Para muridnya di Yogyakarta pun kemudian
menyesuaikan diri menamakan himpunan mereka sebagai silat Perisai Diri. Di sisi
lain, murid-murid perguruan silat Eko Kalbu yang pernah didirikan oleh Pak
Dirdjo masih berhubungan dengan beliau. Mereka tersebar di kawasan Banyumas,
Purworejo dan Yogyakarta. Hanya saja perguruan ini kemudian memang tidak
berkembang, namun melebur dengan sendirinya ke Perisai Diri, sama seperti HPPSI
di Yogyakarta. Satu guru menjadikan peleburan perguruan ini menjadi mudah.

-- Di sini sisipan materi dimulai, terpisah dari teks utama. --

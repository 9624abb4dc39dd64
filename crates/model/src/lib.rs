//! Core domain model for SkillBridge candidate/job matching.
//!
//! This crate defines the fundamental types used throughout the system:
//! - `CandidateProfile`: The structured profile produced by the document parser
//! - `JobRequirements`: The extracted requirements of one job posting
//! - `ScoreBreakdown`, `GapAnalysisResult`, `LearningPlan`: Engine outputs
//! - `Resource`: One learning resource from the catalog

use serde::{Deserialize, Serialize};
use std::collections::BTreeMap;
use std::fmt;

/// Self-reported proficiency for a skill.
///
/// Deserialization never fails: unrecognized strings clamp to `Beginner`.
#[derive(
    Debug, Clone, Copy, Default, PartialEq, Eq, PartialOrd, Ord, Hash, Serialize, Deserialize,
)]
#[serde(rename_all = "lowercase", from = "String")]
pub enum Proficiency {
    /// Default for unknown input
    #[default]
    Beginner,
    Intermediate,
    Advanced,
    Expert,
}

impl Proficiency {
    /// Contribution of a held skill to the skill match score.
    pub fn weight(&self) -> f64 {
        match self {
            Self::Beginner => 0.4,
            Self::Intermediate => 0.6,
            Self::Advanced => 0.8,
            Self::Expert => 1.0,
        }
    }

    pub fn label(&self) -> &'static str {
        match self {
            Self::Beginner => "beginner",
            Self::Intermediate => "intermediate",
            Self::Advanced => "advanced",
            Self::Expert => "expert",
        }
    }
}

impl From<&str> for Proficiency {
    fn from(s: &str) -> Self {
        match s.trim().to_lowercase().as_str() {
            "intermediate" => Self::Intermediate,
            "advanced" => Self::Advanced,
            "expert" => Self::Expert,
            _ => Self::Beginner,
        }
    }
}

impl From<String> for Proficiency {
    fn from(s: String) -> Self {
        Self::from(s.as_str())
    }
}

impl fmt::Display for Proficiency {
    fn fmt(&self, f: &mut fmt::Formatter<'_>) -> fmt::Result {
        f.write_str(self.label())
    }
}

/// Case-insensitive lookup key for a skill name.
///
/// Every engine compares skills through this key, so "present" means the
/// same thing to scoring, gap analysis and the catalog.
#[derive(Debug, Clone, PartialEq, Eq, PartialOrd, Ord, Hash)]
pub struct SkillKey(String);

impl SkillKey {
    /// Trim and lowercase a skill name.
    pub fn new(name: &str) -> Self {
        Self(name.trim().to_lowercase())
    }

    pub fn as_str(&self) -> &str {
        &self.0
    }

    /// Blank names never identify a skill.
    pub fn is_blank(&self) -> bool {
        self.0.is_empty()
    }
}

impl fmt::Display for SkillKey {
    fn fmt(&self, f: &mut fmt::Formatter<'_>) -> fmt::Result {
        f.write_str(&self.0)
    }
}

/// One skill held by a candidate.
#[derive(Debug, Clone, PartialEq, Serialize, Deserialize)]
pub struct CandidateSkill {
    pub name: String,

    #[serde(default)]
    pub proficiency: Proficiency,
}

impl CandidateSkill {
    pub fn new(name: impl Into<String>, proficiency: Proficiency) -> Self {
        Self {
            name: name.into(),
            proficiency,
        }
    }

    pub fn key(&self) -> SkillKey {
        SkillKey::new(&self.name)
    }
}

/// A past or current position.
#[derive(Debug, Clone, PartialEq, Serialize, Deserialize)]
#[serde(rename_all = "camelCase")]
pub struct WorkHistoryEntry {
    #[serde(default)]
    pub title: String,

    #[serde(default)]
    pub employer: String,

    /// Duration in years (fractional allowed)
    #[serde(default)]
    pub years: f64,
}

impl WorkHistoryEntry {
    pub fn new(title: impl Into<String>, employer: impl Into<String>, years: f64) -> Self {
        Self {
            title: title.into(),
            employer: employer.into(),
            years,
        }
    }
}

#[derive(Debug, Clone, PartialEq, Serialize, Deserialize)]
#[serde(rename_all = "camelCase")]
pub struct EducationEntry {
    #[serde(default)]
    pub institution: String,

    #[serde(default)]
    pub degree: String,

    #[serde(default, skip_serializing_if = "Option::is_none")]
    pub field: Option<String>,

    #[serde(default, skip_serializing_if = "Option::is_none")]
    pub graduation_year: Option<u16>,
}

/// A candidate's self-reported state, as produced by the document parser.
#[derive(Debug, Clone, Default, PartialEq, Serialize, Deserialize)]
#[serde(rename_all = "camelCase")]
pub struct CandidateProfile {
    /// Skills; duplicate names (case-insensitive) resolve to the last entry
    #[serde(default)]
    pub skills: Vec<CandidateSkill>,

    #[serde(default)]
    pub work_history: Vec<WorkHistoryEntry>,

    #[serde(default)]
    pub education: Vec<EducationEntry>,

    /// Explicit total experience; derived from `work_history` when absent
    #[serde(default, skip_serializing_if = "Option::is_none")]
    pub years_of_experience: Option<f64>,
}

impl CandidateProfile {
    pub fn new() -> Self {
        Self::default()
    }

    /// Add a skill, replacing any existing entry with the same name.
    pub fn with_skill(mut self, name: impl Into<String>, proficiency: Proficiency) -> Self {
        let skill = CandidateSkill::new(name, proficiency);
        let key = skill.key();
        self.skills.retain(|s| s.key() != key);
        self.skills.push(skill);
        self
    }

    pub fn with_years(mut self, years: f64) -> Self {
        self.years_of_experience = Some(years);
        self
    }

    pub fn with_work(mut self, entry: WorkHistoryEntry) -> Self {
        self.work_history.push(entry);
        self
    }

    /// Years of experience used for scoring, never negative or NaN.
    pub fn effective_years(&self) -> f64 {
        let years = match self.years_of_experience {
            Some(years) => years,
            None => self
                .work_history
                .iter()
                .map(|entry| non_negative(entry.years))
                .sum(),
        };
        non_negative(years)
    }
}

/// Requirements extracted from one job posting.
#[derive(Debug, Clone, Default, PartialEq, Serialize, Deserialize)]
#[serde(rename_all = "camelCase")]
pub struct JobRequirements {
    /// Ordered by importance (earlier = more important)
    #[serde(default)]
    pub required_skills: Vec<String>,

    #[serde(default)]
    pub preferred_skills: Vec<String>,

    /// 0 means no experience requirement
    #[serde(default)]
    pub min_years_experience: f64,

    /// Optional per-skill minimum proficiency for required skills
    #[serde(default, skip_serializing_if = "BTreeMap::is_empty")]
    pub minimum_proficiency: BTreeMap<String, Proficiency>,
}

impl JobRequirements {
    pub fn new<I, S>(required: I) -> Self
    where
        I: IntoIterator<Item = S>,
        S: Into<String>,
    {
        Self {
            required_skills: required.into_iter().map(Into::into).collect(),
            ..Default::default()
        }
    }

    pub fn with_preferred<I, S>(mut self, preferred: I) -> Self
    where
        I: IntoIterator<Item = S>,
        S: Into<String>,
    {
        self.preferred_skills = preferred.into_iter().map(Into::into).collect();
        self
    }

    pub fn with_min_years(mut self, years: f64) -> Self {
        self.min_years_experience = years;
        self
    }

    pub fn with_minimum_proficiency(
        mut self,
        skill: impl Into<String>,
        level: Proficiency,
    ) -> Self {
        self.minimum_proficiency.insert(skill.into(), level);
        self
    }

    /// Minimum years, with negative or NaN input treated as "no requirement".
    pub fn effective_min_years(&self) -> f64 {
        non_negative(self.min_years_experience)
    }

    /// Look up an explicit minimum proficiency by normalized skill name.
    pub fn minimum_for(&self, key: &SkillKey) -> Option<Proficiency> {
        self.minimum_proficiency
            .iter()
            .find(|(name, _)| SkillKey::new(name) == *key)
            .map(|(_, level)| *level)
    }
}

/// Result of one scoring call.
#[derive(Debug, Clone, PartialEq, Serialize, Deserialize)]
#[serde(rename_all = "camelCase")]
pub struct ScoreBreakdown {
    /// 0.0 - 1.0
    pub skill_match_score: f64,

    /// 0.0 - 1.0
    pub experience_match_score: f64,

    /// 0.0 - 100.0
    pub overall_score: f64,

    /// Required skills the candidate holds, in `required_skills` order
    pub matched_required_skills: Vec<String>,
}

/// Severity tier of a skill gap.
#[derive(Debug, Clone, Copy, PartialEq, Eq, PartialOrd, Ord, Hash, Serialize, Deserialize)]
#[serde(rename_all = "camelCase")]
pub enum GapCategory {
    /// A required skill is missing
    Critical,
    /// Secondary gap for a candidate who already misses required skills
    Important,
    /// A preferred skill is missing
    NiceToHave,
}

impl GapCategory {
    pub fn label(&self) -> &'static str {
        match self {
            Self::Critical => "Critical",
            Self::Important => "Important",
            Self::NiceToHave => "Nice to Have",
        }
    }
}

/// One missing or insufficient skill.
#[derive(Debug, Clone, PartialEq, Serialize, Deserialize)]
#[serde(rename_all = "camelCase")]
pub struct SkillGap {
    pub skill_name: String,
    pub category: GapCategory,
    /// The candidate holds the skill, below the level the job asks for
    #[serde(default)]
    pub has_partial_proficiency: bool,
}

impl SkillGap {
    pub fn new(skill_name: impl Into<String>, category: GapCategory) -> Self {
        Self {
            skill_name: skill_name.into(),
            category,
            has_partial_proficiency: false,
        }
    }

    pub fn partial(skill_name: impl Into<String>, category: GapCategory) -> Self {
        Self {
            has_partial_proficiency: true,
            ..Self::new(skill_name, category)
        }
    }
}

/// All gaps for one profile/job pair.
#[derive(Debug, Clone, PartialEq, Serialize, Deserialize)]
#[serde(rename_all = "camelCase")]
pub struct GapAnalysisResult {
    /// Critical first, then important, then nice-to-have
    pub gaps: Vec<SkillGap>,
    pub total_gaps: usize,
    pub critical_gap_count: usize,
    /// 0 - 100
    pub readiness_score: u32,
}

impl GapAnalysisResult {
    pub fn is_empty(&self) -> bool {
        self.gaps.is_empty()
    }
}

/// Scheduling constraints supplied by the caller.
#[derive(Debug, Clone, PartialEq, Serialize, Deserialize)]
#[serde(rename_all = "camelCase")]
pub struct UserPreferences {
    /// Advisory; never used to truncate a plan
    #[serde(default = "default_weekly_hours")]
    pub weekly_hours_available: f64,

    #[serde(default)]
    pub prefer_free: bool,
}

fn default_weekly_hours() -> f64 {
    10.0
}

impl Default for UserPreferences {
    fn default() -> Self {
        Self {
            weekly_hours_available: default_weekly_hours(),
            prefer_free: false,
        }
    }
}

impl UserPreferences {
    pub fn new(weekly_hours_available: f64, prefer_free: bool) -> Self {
        Self {
            weekly_hours_available,
            prefer_free,
        }
    }
}

/// Whether a resource costs money.
#[derive(Debug, Clone, Copy, Default, PartialEq, Eq, Hash, Serialize, Deserialize)]
#[serde(rename_all = "lowercase")]
pub enum ResourceCost {
    Free,
    #[default]
    Paid,
}

/// One learning resource from the catalog.
#[derive(Debug, Clone, PartialEq, Serialize, Deserialize)]
#[serde(rename_all = "camelCase")]
pub struct Resource {
    pub title: String,

    #[serde(default, skip_serializing_if = "Option::is_none")]
    pub provider: Option<String>,

    #[serde(default, skip_serializing_if = "Option::is_none")]
    pub url: Option<String>,

    /// Estimated completion time in hours
    #[serde(default)]
    pub estimated_hours: f64,

    #[serde(default)]
    pub cost: ResourceCost,
}

impl Resource {
    pub fn new(title: impl Into<String>, estimated_hours: f64, cost: ResourceCost) -> Self {
        Self {
            title: title.into(),
            provider: None,
            url: None,
            estimated_hours,
            cost,
        }
    }

    pub fn free(title: impl Into<String>, estimated_hours: f64) -> Self {
        Self::new(title, estimated_hours, ResourceCost::Free)
    }

    pub fn paid(title: impl Into<String>, estimated_hours: f64) -> Self {
        Self::new(title, estimated_hours, ResourceCost::Paid)
    }

    pub fn with_provider(mut self, provider: impl Into<String>) -> Self {
        self.provider = Some(provider.into());
        self
    }

    pub fn with_url(mut self, url: impl Into<String>) -> Self {
        self.url = Some(url.into());
        self
    }

    pub fn is_free(&self) -> bool {
        self.cost == ResourceCost::Free
    }

    /// Hours used for planning, never negative or NaN.
    pub fn effective_hours(&self) -> f64 {
        non_negative(self.estimated_hours)
    }
}

/// One unit of a learning plan, addressing a single skill gap.
#[derive(Debug, Clone, PartialEq, Serialize, Deserialize)]
#[serde(rename_all = "camelCase")]
pub struct LearningPhase {
    pub skill_name: String,
    pub category: GapCategory,
    pub resources: Vec<Resource>,
    pub estimated_hours: f64,
}

/// Output of the recommendation engine.
#[derive(Debug, Clone, PartialEq, Serialize, Deserialize)]
#[serde(rename_all = "camelCase")]
pub struct LearningPlan {
    /// Same order as the gaps they address
    pub phases: Vec<LearningPhase>,

    pub total_estimated_hours: f64,

    /// Gap skills the catalog had no resources for
    #[serde(default)]
    pub uncovered_skills: Vec<String>,

    pub weekly_hours_available: f64,
}

impl LearningPlan {
    pub fn empty(weekly_hours_available: f64) -> Self {
        Self {
            phases: Vec::new(),
            total_estimated_hours: 0.0,
            uncovered_skills: Vec::new(),
            weekly_hours_available,
        }
    }

    pub fn is_empty(&self) -> bool {
        self.phases.is_empty()
    }

    /// Calendar weeks at the advertised weekly pace.
    ///
    /// `None` when the weekly figure is not a positive number.
    pub fn estimated_weeks(&self) -> Option<f64> {
        let weekly = self.weekly_hours_available;
        if weekly.is_finite() && weekly > 0.0 {
            Some(self.total_estimated_hours / weekly)
        } else {
            None
        }
    }
}

/// Clamp negative, NaN and infinite values to zero.
fn non_negative(value: f64) -> f64 {
    if value.is_finite() && value > 0.0 {
        value
    } else {
        0.0
    }
}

Pengalaman yang diperoleh selama merantau dan ilmu
silat Siauw Liem Sie yang dikuasainya kemudian dicurahkannya dalam bentuk
teknik yang sesuai dengan kebutuhan dan kemampuan anatomi tubuh manusia,
tanpa ada unsur memperkosa gerak. Semuanya berjalan secara alami dan dapat
dibuktikan secara ilmiah. Dengan motto "Pandai Silat Tanpa
Cedera", Perisai Diri diterima oleh berbagai lapisan masyarakat untuk
dipelajari sebagai ilmu beladiri.
Pada tahun 1969, Dr Suparjono, SH, MSi (Ketua Dewan
Pendekar periode yang lalu) menjadi staf Bidang Musyawarah PB PON VII di
Surabaya. Dengan inspirasi dari AD/ART organisasi-organisasi di KONI Pusat yang
sudah ada, Suparjono bersama Bambang Mujiono Probokusumo, Totok Sumantoro,
Mondo Satrio dan anggota Dewan Pendekar lainnya pada tahun 1970 menyusun AD/ART
Perisai Diri dan nama lengkap organisasi Perisai Diri disetujui menjadi Keluarga
Silat Nasional Indonesia PERISAI DIRI yang disingkatKelatnas Indonesia
PERISAI DIRI. Dimusyawarahkan juga mengenai pakaian seragam silat Perisai Diri
yang baku, yang mana sebelumnya berwarna hitam dirubah menjadi putih dengan
atribut tingkatan yang berubah beberapa kali hingga terakhir seperti yang
dipakai saat ini. Lambang Perisai Diri juga dibuat dari hasil usulan Suparjono,
Both Sudargo dan Bambang Priyokuncoro, yang kemudian disempurnakan dan
dilengkapi oleh Pak Dirdjo.
Tanggal 9 Mei 1983, RM Soebandiman Dirdjoatmodjo
berpulang menghadap Sang Pencipta. Tanggung jawab untuk melanjutkan teknik dan
pelatihan silat Perisai Diri beralih kepada para murid -muridnya yang kini telah
menyebar ke seluruh pelosok tanah air dan beberapa negara di Eropa, Amerika dan
Australia. Dengan di bawah koordinasi Ir Nanang Soemindarto sebagai Ketua Umum
Pengurus Pusat, saat ini Kelatnas Indonesia Perisai Diri memiliki cabang hampir
di setiap provinsi di Indonesia serta memiliki komisariat di 10 negara lain.
Untuk menghargai jasanya, pada tahun 1986 pemerintah Republik Indonesia
menganugerahkan gelar Pendekar Purna Utama bagi RM Soebandiman Dirdjoatmodjo.